BEGIN DATA EXTRACTS

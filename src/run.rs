// Experiment run record and its on-disk format
//
// A run is written once at the end of acquisition and read back by the
// calibration pipeline. Records without a `version` field come from the
// first generation of the rig software and are migrated on load.

use std::fs;
use std::path::{Path, PathBuf};
use std::time::{SystemTime, UNIX_EPOCH};

use serde::{Deserialize, Serialize};
use tracing::{debug, info};

use crate::error::{CalibrationError, Result};
use crate::sequencer::SequenceParams;

pub const RUN_FORMAT_VERSION: u32 = 2;

pub const CM_PER_INCH: f64 = 2.54;

/// Brake hardware variant
#[derive(Debug, Clone, Copy, Serialize, Deserialize, PartialEq, Eq, Hash)]
#[serde(rename_all = "snake_case")]
pub enum BrakeKind {
    Large,
    Small,
}

impl BrakeKind {
    /// Prefix used for run and lookup table file names
    pub fn file_name(self) -> &'static str {
        match self {
            BrakeKind::Large => "large_brake",
            BrakeKind::Small => "small_brake",
        }
    }

    /// Numeric code used by legacy records
    pub fn from_legacy_code(code: u8) -> Result<Self> {
        match code {
            0 => Ok(BrakeKind::Large),
            1 => Ok(BrakeKind::Small),
            other => Err(CalibrationError::Data(format!("unknown legacy brake type {}", other))),
        }
    }
}

fn round4(value: f64) -> f64 {
    (value * 10_000.0).round() / 10_000.0
}

/// Conical annulus dimensions
///
/// Centimeters are authoritative; inch fields may be absent in older records
/// and are derived on load.
#[derive(Debug, Clone, Copy, Serialize, Deserialize, PartialEq)]
pub struct Geometry {
    pub width_cm: f64,
    pub height_cm: f64,
    pub wall_thickness_cm: f64,
    #[serde(default)]
    pub width_in: Option<f64>,
    #[serde(default)]
    pub height_in: Option<f64>,
    #[serde(default)]
    pub wall_thickness_in: Option<f64>,
}

impl Geometry {
    pub fn from_inches(width_in: f64, height_in: f64, wall_thickness_in: f64) -> Self {
        Self {
            width_cm: width_in * CM_PER_INCH,
            height_cm: height_in * CM_PER_INCH,
            wall_thickness_cm: wall_thickness_in * CM_PER_INCH,
            width_in: Some(width_in),
            height_in: Some(height_in),
            wall_thickness_in: Some(wall_thickness_in),
        }
    }

    pub fn from_cm(width_cm: f64, height_cm: f64, wall_thickness_cm: f64) -> Self {
        Self {
            width_cm,
            height_cm,
            wall_thickness_cm,
            width_in: None,
            height_in: None,
            wall_thickness_in: None,
        }
        .with_derived_inches()
    }

    /// Fill missing inch fields from centimeters, rounded to 4 decimals
    pub fn with_derived_inches(self) -> Self {
        Self {
            width_in: self.width_in.or(Some(round4(self.width_cm / CM_PER_INCH))),
            height_in: self.height_in.or(Some(round4(self.height_cm / CM_PER_INCH))),
            wall_thickness_in: self
                .wall_thickness_in
                .or(Some(round4(self.wall_thickness_cm / CM_PER_INCH))),
            ..self
        }
    }

    /// `<w>x<h>x<t>` in inches, e.g. `1.0x0.75x0.125`
    pub fn key(&self) -> String {
        let g = self.with_derived_inches();
        format!(
            "{:?}x{:?}x{:?}",
            g.width_in.unwrap_or_default(),
            g.height_in.unwrap_or_default(),
            g.wall_thickness_in.unwrap_or_default()
        )
    }
}

/// Everything recorded during one calibration experiment
#[derive(Debug, Clone, Serialize, Deserialize, PartialEq)]
pub struct ExperimentRun {
    pub version: u32,
    pub brake_kind: BrakeKind,
    pub geometry: Geometry,
    pub commanded_motor_speed: i16,
    pub command_interval: u8,
    pub time_interval: f64,
    pub max_torque_command: u8,
    pub repeats: u32,
    /// (timestamp, brake command byte)
    #[serde(default)]
    pub torque_commands: Vec<(f64, u8)>,
    /// (timestamp, motor command)
    #[serde(default)]
    pub motor_commands: Vec<(f64, i16)>,
    /// (timestamp, encoder 1, encoder 2)
    #[serde(default)]
    pub encoder_samples: Vec<(f64, f64, f64)>,
    /// Unix seconds at the start of acquisition
    pub start_time: f64,
    #[serde(default)]
    pub initial_encoder_time: Option<f64>,
    #[serde(default)]
    pub encoder_start_values: [f64; 2],
}

impl ExperimentRun {
    pub fn new(brake_kind: BrakeKind, geometry: Geometry, params: &SequenceParams) -> Self {
        let start_time = SystemTime::now()
            .duration_since(UNIX_EPOCH)
            .map(|d| d.as_secs_f64())
            .unwrap_or_default();

        Self {
            version: RUN_FORMAT_VERSION,
            brake_kind,
            geometry: geometry.with_derived_inches(),
            commanded_motor_speed: params.commanded_motor_speed,
            command_interval: params.command_interval,
            time_interval: params.time_interval,
            max_torque_command: params.max_torque_command,
            repeats: params.repeats,
            torque_commands: Vec::new(),
            motor_commands: Vec::new(),
            encoder_samples: Vec::new(),
            start_time,
            initial_encoder_time: None,
            encoder_start_values: [0.0; 2],
        }
    }

    pub fn record_torque_command(&mut self, timestamp: f64, command: u8) {
        self.torque_commands.push((timestamp, command));
    }

    pub fn record_motor_command(&mut self, timestamp: f64, command: i16) {
        self.motor_commands.push((timestamp, command));
    }

    pub fn record_encoders(&mut self, timestamp: f64, enc1: f64, enc2: f64) {
        self.encoder_samples.push((timestamp, enc1, enc2));
    }

    pub fn record_encoder_start(&mut self, timestamp: f64, enc1: f64, enc2: f64) {
        self.initial_encoder_time = Some(timestamp);
        self.encoder_start_values = [enc1, enc2];
    }

    /// File name keyed by brake, geometry and start time
    pub fn file_name(&self) -> String {
        format!(
            "{}_{}_{:?}.json",
            self.brake_kind.file_name(),
            self.geometry.key(),
            self.start_time
        )
    }

    /// Write the run under `dir`, returning the path written
    pub fn save(&self, dir: &Path) -> Result<PathBuf> {
        fs::create_dir_all(dir)?;
        let path = dir.join(self.file_name());
        fs::write(&path, serde_json::to_string(self)?)?;
        info!("Saved run to {}", path.display());
        Ok(path)
    }

    /// Read a run of any known format version
    pub fn load(path: &Path) -> Result<Self> {
        let text = fs::read_to_string(path)?;
        Self::from_json(&text)
    }

    pub fn from_json(text: &str) -> Result<Self> {
        let value: serde_json::Value = serde_json::from_str(text)?;
        match value.get("version").and_then(|v| v.as_u64()) {
            Some(version) if version >= 2 => {
                let mut run: ExperimentRun = serde_json::from_value(value)?;
                run.geometry = run.geometry.with_derived_inches();
                Ok(run)
            }
            Some(version) => Err(CalibrationError::Data(format!(
                "unsupported run format version {}",
                version
            ))),
            None => {
                debug!("Migrating unversioned run record");
                let legacy: LegacyRunRecord = serde_json::from_value(value)?;
                legacy.migrate()
            }
        }
    }
}

/// First generation record: flat fields, brake as 0/1, geometry in cm
#[derive(Debug, Deserialize)]
struct LegacyRunRecord {
    brake_type: u8,
    conical_annulus_width: f64,
    conical_annulus_height: f64,
    conical_annulus_wall_thickness: f64,
    commanded_motor_speed: i16,
    command_interval: f64,
    time_interval: f64,
    max_torque_command: f64,
    repeats: u32,
    #[serde(default)]
    commanded_torque_data: Vec<(f64, f64)>,
    #[serde(default)]
    commanded_motor_data: Vec<(f64, f64)>,
    #[serde(default)]
    encoder_data: Vec<(f64, f64, f64)>,
    start_time: f64,
    #[serde(default)]
    encoder_start_values: Vec<f64>,
}

impl LegacyRunRecord {
    fn migrate(self) -> Result<ExperimentRun> {
        let byte = |value: f64| -> Result<u8> {
            if (0.0..=255.0).contains(&value) {
                Ok(value.round() as u8)
            } else {
                Err(CalibrationError::Data(format!("command {} outside 0..=255", value)))
            }
        };

        let torque_commands = self
            .commanded_torque_data
            .iter()
            .map(|&(t, c)| byte(c).map(|c| (t, c)))
            .collect::<Result<Vec<_>>>()?;
        let motor_commands = self
            .commanded_motor_data
            .iter()
            .map(|&(t, c)| (t, c.round().clamp(i16::MIN as f64, i16::MAX as f64) as i16))
            .collect();

        let mut encoder_start_values = [0.0; 2];
        for (slot, value) in encoder_start_values.iter_mut().zip(&self.encoder_start_values) {
            *slot = *value;
        }

        Ok(ExperimentRun {
            version: RUN_FORMAT_VERSION,
            brake_kind: BrakeKind::from_legacy_code(self.brake_type)?,
            geometry: Geometry::from_cm(
                self.conical_annulus_width,
                self.conical_annulus_height,
                self.conical_annulus_wall_thickness,
            ),
            commanded_motor_speed: self.commanded_motor_speed,
            command_interval: byte(self.command_interval)?,
            time_interval: self.time_interval,
            max_torque_command: byte(self.max_torque_command)?,
            repeats: self.repeats,
            torque_commands,
            motor_commands,
            encoder_samples: self.encoder_data,
            start_time: self.start_time,
            initial_encoder_time: None,
            encoder_start_values,
        })
    }
}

END DATA EXTRACTS

Reading the records above, count the lines that include "byte" and say only how many.

5